» TASK ITEM
All lines with the word "GameSummary" must be pulled from the entries below.

» EXCERPTED DATA
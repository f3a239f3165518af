use std::io::Write;

use anyhow::{bail, Result};
use nrow::{Board, GameConfig, Outcome, Player, PlayerController};
use serde::Serialize;
use tracing::info;

#[derive(Clone, Debug, PartialEq, Eq, Serialize)]
pub struct MoveRecord {
    pub player: Player,
    pub column: usize,
}

#[derive(Clone, Debug, PartialEq, Eq, Serialize)]
pub struct GameSummary {
    pub config: GameConfig,
    pub outcome: Outcome,
    pub moves: Vec<MoveRecord>,
}

/// Alternates two controllers, player one first, until the board is decided.
pub struct Game {
    config: GameConfig,
    board: Board,
    players: [Box<dyn PlayerController>; 2],
    history: Vec<MoveRecord>,
}

impl Game {
    pub fn new(config: GameConfig, players: [Box<dyn PlayerController>; 2]) -> Result<Self> {
        if players[0].player() != Player::One || players[1].player() != Player::Two {
            bail!("controllers must play as player 1 and player 2, in that order");
        }
        let board = config.empty_board()?;
        Ok(Self {
            config,
            board,
            players,
            history: Vec::new(),
        })
    }

    /// Plays to the end, writing the board to `out` after every move.
    pub fn play(mut self, out: &mut impl Write) -> Result<GameSummary> {
        writeln!(out, "{}\n", self.board)?;
        let mut turn = 0;
        let outcome = loop {
            if let Some(outcome) = self.board.outcome(self.config.n) {
                break outcome;
            }
            let controller = &mut self.players[turn % 2];
            let player = controller.player();
            let column = controller.choose_move(&self.board)?;
            if !self.board.is_valid(column) {
                bail!("{} ({player}) chose invalid column {column}", controller.name());
            }
            self.board = self.board.drop_piece(column, player)?;
            info!(player = player.id(), column, controller = controller.name(), "move played");
            self.history.push(MoveRecord { player, column });
            writeln!(out, "{player} plays column {column}\n{}\n", self.board)?;
            turn += 1;
        };

        match outcome {
            Outcome::Winner(player) => writeln!(out, "{player} wins!")?,
            Outcome::Draw => writeln!(out, "Draw.")?,
        }
        info!(?outcome, moves = self.history.len(), "game finished");
        Ok(GameSummary {
            config: self.config,
            outcome,
            moves: self.history,
        })
    }
}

» RESPONSE TO THE TASK
pub struct GameSummary {
    pub fn play(mut self, out: &mut impl Write) -> Result<GameSummary> {
        Ok(GameSummary {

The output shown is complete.